Besides the fact that Raising Helen can't live up to its predecessors, it's rife with many other problems. For one, the script is very predictable and holds no surprises. As noted above, Kate Hudson can't carry the film. She doesn't do well with either the drama or comedy here. I don't know who's determined to make her a star, but I wish that they'd give up. She was good in Almost Famous, now move on. There are several plot-holes in the film, the most glaring being Helen's financial situation. Given the size of Lindsay's house and her apparent preparedness with her will, wouldn't she and her husband have had not only life insurance, but a lot of it? This is never mentioned, as it would have prevented Helen from having to move to a more humble neighborhood. Which brings me to the message of the film. As with the recent remake Cheaper by the Dozen, Raising Helen tells the viewer that you'll be much happier if you are poor and have a large family. If anyone can tell me about the merits of being poor, it's the people in Hollywood. At two hours, Raising Helen wears out its welcome very quickly, proving to be another cookie-cutter film that you'll quickly forget.

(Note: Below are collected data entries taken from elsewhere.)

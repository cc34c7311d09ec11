//! GameView: maps a [`GameSnapshot`] into a terminal framebuffer.
//!
//! This module is pure (no I/O). It can be unit-tested.
//!
//! Layout, left to right: the board frame, a side panel (next piece, session
//! stats, key help) and, when there is room, the ranking panel. Phase
//! overlays (press enter, paused, game over with the name prompt) are drawn
//! on top of the board.

use crate::core::GameSnapshot;
use crate::fb::{CellStyle, FrameBuffer, Rgb};
use crate::leaderboard::Record;
use crate::types::{Mode, Phase, LINES_PER_LEVEL};

const SIDE_W: u16 = 22;
const RANK_W: u16 = 42;
const RANK_NAME_W: usize = 14;

/// Terminal viewport dimensions.
#[derive(Debug, Clone, Copy, PartialEq, Eq)]
pub struct Viewport {
    pub width: u16,
    pub height: u16,
}

impl Viewport {
    pub fn new(width: u16, height: u16) -> Self {
        Self { width, height }
    }
}

/// Ranking rows to list, already filtered and ordered.
#[derive(Debug, Clone, Copy)]
pub struct RankingPanel<'a> {
    /// `None` means all modes.
    pub filter: Option<Mode>,
    pub records: &'a [&'a Record],
}

/// Score-entry prompt state.
#[derive(Debug, Clone, Copy)]
pub struct NamePrompt<'a> {
    pub text: &'a str,
    /// Validation message from the last rejected submit.
    pub message: Option<&'a str>,
}

/// Everything drawn besides the game itself.
#[derive(Debug, Clone, Copy, Default)]
pub struct Panels<'a> {
    pub ranking: Option<RankingPanel<'a>>,
    pub prompt: Option<NamePrompt<'a>>,
    /// One status line shown in the game-over overlay.
    pub notice: Option<&'a str>,
}

/// A lightweight terminal renderer for the game.
pub struct GameView {
    /// Board cell width in terminal columns.
    cell_w: u16,
    /// Board cell height in terminal rows.
    cell_h: u16,
}

impl Default for GameView {
    fn default() -> Self {
        // 2x1 helps compensate for typical terminal glyph aspect ratio.
        Self {
            cell_w: 2,
            cell_h: 1,
        }
    }
}

struct Layout {
    start_x: u16,
    start_y: u16,
    frame_w: u16,
    frame_h: u16,
    side_x: Option<u16>,
    rank_x: Option<u16>,
}

const PLAY_BG: Rgb = Rgb::new(30, 30, 40);
const LABEL: CellStyle = CellStyle::fg(Rgb::new(220, 220, 220)).bold();
const VALUE: CellStyle = CellStyle::fg(Rgb::new(200, 200, 200));
const HINT: CellStyle = CellStyle::fg(Rgb::new(150, 150, 160)).dim();
const WARN: CellStyle = CellStyle::fg(Rgb::new(255, 110, 110)).bold();

impl GameView {
    fn layout(&self, snap: &GameSnapshot, panels: &Panels<'_>, viewport: Viewport) -> Layout {
        let frame_w = snap.width * self.cell_w + 2;
        let frame_h = snap.height * self.cell_h + 2;

        let mut total = frame_w;
        let show_side = viewport.width >= total + 2 + SIDE_W;
        if show_side {
            total += 2 + SIDE_W;
        }
        let show_rank =
            show_side && panels.ranking.is_some() && viewport.width >= total + 2 + RANK_W;
        if show_rank {
            total += 2 + RANK_W;
        }

        let start_x = viewport.width.saturating_sub(total) / 2;
        let start_y = viewport.height.saturating_sub(frame_h) / 2;
        let side_x = show_side.then(|| start_x + frame_w + 2);
        let rank_x = side_x.filter(|_| show_rank).map(|x| x + SIDE_W + 2);

        Layout {
            start_x,
            start_y,
            frame_w,
            frame_h,
            side_x,
            rank_x,
        }
    }

    /// Render into an existing framebuffer.
    ///
    /// Callers can reuse a framebuffer across frames and only resize when the
    /// terminal size changes.
    pub fn render_into(
        &self,
        snap: &GameSnapshot,
        panels: &Panels<'_>,
        viewport: Viewport,
        fb: &mut FrameBuffer,
    ) {
        fb.resize(viewport.width, viewport.height);
        fb.clear(CellStyle::default().cell(' '));

        let layout = self.layout(snap, panels, viewport);
        let (start_x, start_y) = (layout.start_x, layout.start_y);

        // Background for play area.
        fb.fill_rect(
            start_x + 1,
            start_y + 1,
            snap.width * self.cell_w,
            snap.height * self.cell_h,
            ' ',
            CellStyle::fg(Rgb::new(80, 80, 90)).on(PLAY_BG),
        );
        fb.draw_box(
            start_x,
            start_y,
            layout.frame_w,
            layout.frame_h,
            CellStyle::fg(Rgb::new(200, 200, 200)),
        );

        // Settled cells.
        for y in 0..snap.height {
            for x in 0..snap.width {
                match snap.cell(x, y) {
                    Some(color) => self.draw_block(fb, &layout, x, y, Rgb::from(color)),
                    None => {
                        let dot = CellStyle::fg(Rgb::new(90, 90, 100)).on(PLAY_BG).dim();
                        self.fill_cell_rect(fb, &layout, x, y, '·', dot);
                    }
                }
            }
        }

        if let Some(active) = snap.active {
            // Ghost first so the active piece wins where they overlap.
            if let Some(ghost_y) = snap.ghost_y {
                let ghost = CellStyle::fg(Rgb::from(active.color)).on(PLAY_BG).dim();
                for (x, y) in active.cells() {
                    if let Some((x, y)) = self.on_board(snap, x, y - active.y + ghost_y) {
                        self.fill_cell_rect(fb, &layout, x, y, '░', ghost);
                    }
                }
            }
            for (x, y) in active.cells() {
                if let Some((x, y)) = self.on_board(snap, x, y) {
                    self.draw_block(fb, &layout, x, y, Rgb::from(active.color));
                }
            }
        }

        if let Some(side_x) = layout.side_x {
            self.draw_side_panel(fb, snap, viewport, side_x, start_y);
        }
        if let (Some(rank_x), Some(ranking)) = (layout.rank_x, panels.ranking) {
            draw_ranking_panel(fb, &ranking, viewport, rank_x, start_y);
        }

        self.draw_phase_overlay(fb, snap, panels, &layout);
    }

    /// Convenience helper that allocates a new framebuffer.
    pub fn render(
        &self,
        snap: &GameSnapshot,
        panels: &Panels<'_>,
        viewport: Viewport,
    ) -> FrameBuffer {
        let mut fb = FrameBuffer::new(viewport.width, viewport.height);
        self.render_into(snap, panels, viewport, &mut fb);
        fb
    }

    fn on_board(&self, snap: &GameSnapshot, x: i16, y: i16) -> Option<(u16, u16)> {
        if x >= 0 && y >= 0 && (x as u16) < snap.width && (y as u16) < snap.height {
            Some((x as u16, y as u16))
        } else {
            None
        }
    }

    fn draw_block(&self, fb: &mut FrameBuffer, layout: &Layout, x: u16, y: u16, color: Rgb) {
        let style = CellStyle::fg(color).on(PLAY_BG).bold();
        self.fill_cell_rect(fb, layout, x, y, '█', style);
    }

    fn fill_cell_rect(
        &self,
        fb: &mut FrameBuffer,
        layout: &Layout,
        cell_x: u16,
        cell_y: u16,
        ch: char,
        style: CellStyle,
    ) {
        let px = layout.start_x + 1 + cell_x * self.cell_w;
        let py = layout.start_y + 1 + cell_y * self.cell_h;
        fb.fill_rect(px, py, self.cell_w, self.cell_h, ch, style);
    }

    fn draw_side_panel(
        &self,
        fb: &mut FrameBuffer,
        snap: &GameSnapshot,
        viewport: Viewport,
        x: u16,
        start_y: u16,
    ) {
        let mut y = start_y;
        fb.put_str(x, y, "NEXT", LABEL);
        y += 1;

        // Preview area: every rotation-0 shape is at most 2 rows tall.
        if let Some(next) = snap.next {
            let style = CellStyle::fg(Rgb::from(next.color)).bold();
            for (dx, dy) in next.shape.minos() {
                let px = x + dx as u16 * self.cell_w;
                let py = y + dy as u16 * self.cell_h;
                fb.fill_rect(px, py, self.cell_w, self.cell_h, '█', style);
            }
        } else {
            fb.put_str(x, y, "-", VALUE);
        }
        y += 2 * self.cell_h + 1;

        let target = snap.start_level.saturating_mul(LINES_PER_LEVEL);
        let stats: [(&str, Stat); 7] = [
            ("MODE", Stat::Text(snap.mode.as_str())),
            ("START LV", Stat::Num(snap.start_level)),
            ("SCORE", Stat::Num(snap.score)),
            ("LEVEL", Stat::Num(snap.level)),
            ("LINES", Stat::Num(snap.lines)),
            ("TARGET", Stat::Num(target)),
            ("SPEED ms", Stat::Num(snap.drop_interval_ms)),
        ];
        for (label, stat) in stats {
            if y >= viewport.height {
                return;
            }
            fb.put_str(x, y, label, LABEL);
            match stat {
                Stat::Text(s) => fb.put_str(x + 10, y, s, VALUE),
                Stat::Num(n) => fb.put_u32(x + 10, y, n, VALUE),
            };
            y += 1;
        }

        y += 1;
        let help = [
            "←→ move   ↑ rotate",
            "↓ soft    ␣ hard drop",
            "Enter start  P pause",
            "R restart    Q quit",
            "Tab ranking filter",
        ];
        for line in help {
            if y >= viewport.height {
                return;
            }
            fb.put_str(x, y, line, HINT);
            y += 1;
        }
    }

    fn draw_phase_overlay(
        &self,
        fb: &mut FrameBuffer,
        snap: &GameSnapshot,
        panels: &Panels<'_>,
        layout: &Layout,
    ) {
        let title = CellStyle::fg(Rgb::new(255, 255, 255)).bold();
        let mut lines: Vec<(String, CellStyle)> = Vec::new();

        match snap.phase {
            Phase::Running => return,
            Phase::Idle => {
                lines.push(("PRESS ENTER".to_string(), title));
                lines.push(("to start".to_string(), VALUE));
            }
            Phase::Paused => {
                lines.push(("PAUSED".to_string(), title));
                lines.push(("P to resume".to_string(), VALUE));
            }
            Phase::GameOver => {
                lines.push(("GAME OVER".to_string(), title));
                lines.push((format!("score {}  lines {}", snap.score, snap.lines), VALUE));
                if let Some(prompt) = panels.prompt {
                    lines.push((String::new(), VALUE));
                    lines.push((format!("NAME: {}_", prompt.text), LABEL));
                    if let Some(message) = prompt.message {
                        lines.push((message.to_string(), WARN));
                    }
                    lines.push(("Enter save  Esc skip".to_string(), HINT));
                }
            }
        }
        if let Some(notice) = panels.notice {
            lines.push((notice.to_string(), HINT));
        }

        let inner_w = lines
            .iter()
            .map(|(s, _)| s.chars().count() as u16)
            .max()
            .unwrap_or(0)
            + 4;
        let box_h = lines.len() as u16 + 2;
        let center_x = layout.start_x + layout.frame_w / 2;
        let box_x = center_x.saturating_sub(inner_w / 2 + 1);
        let box_y = (layout.start_y + layout.frame_h / 2).saturating_sub(box_h / 2);

        let panel = CellStyle::fg(Rgb::new(200, 200, 200));
        fb.fill_rect(box_x, box_y, inner_w + 2, box_h, ' ', panel);
        fb.draw_box(box_x, box_y, inner_w + 2, box_h, panel);
        for (i, (text, style)) in lines.iter().enumerate() {
            fb.put_str_centered(box_x + 1, box_y + 1 + i as u16, inner_w, text, *style);
        }
    }
}

enum Stat<'a> {
    Text(&'a str),
    Num(u32),
}

fn filter_label(filter: Option<Mode>) -> &'static str {
    filter.map_or("All", |m| m.as_str())
}

/// Write at most `max` characters of `s`.
fn put_str_max(fb: &mut FrameBuffer, x: u16, y: u16, s: &str, max: usize, style: CellStyle) {
    let mut cx = x;
    for ch in s.chars().take(max) {
        fb.put_char(cx, y, ch, style);
        cx = cx.saturating_add(1);
    }
}

fn draw_ranking_panel(
    fb: &mut FrameBuffer,
    ranking: &RankingPanel<'_>,
    viewport: Viewport,
    x: u16,
    start_y: u16,
) {
    let mut y = start_y;
    let end = fb.put_str(x, y, "RANKING ", LABEL);
    fb.put_str(end, y, filter_label(ranking.filter), VALUE);
    y += 2;

    let name_x = x + 4;
    let mode_x = name_x + RANK_NAME_W as u16 + 1;
    let score_x = mode_x + 7;
    let level_x = score_x + 7;
    let lines_x = level_x + 4;

    fb.put_str(x, y, "#", HINT);
    fb.put_str(name_x, y, "NAME", HINT);
    fb.put_str(mode_x, y, "MODE", HINT);
    fb.put_str(score_x, y, "SCORE", HINT);
    fb.put_str(level_x, y, "LV", HINT);
    fb.put_str(lines_x, y, "LN", HINT);
    y += 1;

    if ranking.records.is_empty() {
        fb.put_str(x, y, "no scores yet", HINT);
        return;
    }

    for (i, record) in ranking.records.iter().enumerate() {
        if y >= viewport.height {
            return;
        }
        let style = if i == 0 { VALUE.bold() } else { VALUE };
        fb.put_u32(x, y, i as u32 + 1, style);
        put_str_max(fb, name_x, y, &record.name, RANK_NAME_W, style);
        fb.put_str(mode_x, y, record.mode.as_str(), style);
        fb.put_u32(score_x, y, record.score, style);
        fb.put_u32(level_x, y, record.level, style);
        fb.put_u32(lines_x, y, record.lines, style);
        y += 1;
    }

    if y + 1 < viewport.height {
        fb.put_str(x, y + 1, "Tab: All/Easy/Normal/Hard", HINT);
    }
}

Raising Helen is willed to DVD courtesy of Touchstone Home Entertainment. The film is coming to DVD in two separate releases, one full-frame and the other widescreen. For the purposes of this review, only the widescreen version was viewed. The film has been letterboxed at 1.85:1 and the transfer is enhanced for 16 x 9 TVs. The image is clear, and for the most part, sharp, although it is noticeably soft at times. The colors look good, as Marshall has shot the film in a very natural style. The transfer shows some light artifacting at times, but otherwise the image is acceptable. The DVD's Dolgy Digital 5.1 audio is acceptable as well, but not spectacular. For the most part, the sound comes from the center and front channels. The only time that the rear speakers get in on the action is for music cues or street noise. The subwoofer is silent save for club music.

The Raising Helen DVD has a few extras. There is an audio commentary with director Gary Marshall, and writers Beth Rigazio, Michael Begler, and Jack Amiel. If you've ever heard one of Marshall's commentaries, then you know how he can ramble and he does so here, although having other people in the room often keeps him in check. This quartet discusses the story of the film while Marshall goes into detail talking about the locations and the actors. The DVD contains 5 brief deleted scenes. The Deleted Scenes menu screen has an introduction from Marshall and he adds short intros to each scene. The extras are rounded out by a 5-minute blooper reel and a music video from Liz Phair (!) for the song "Extraordinary".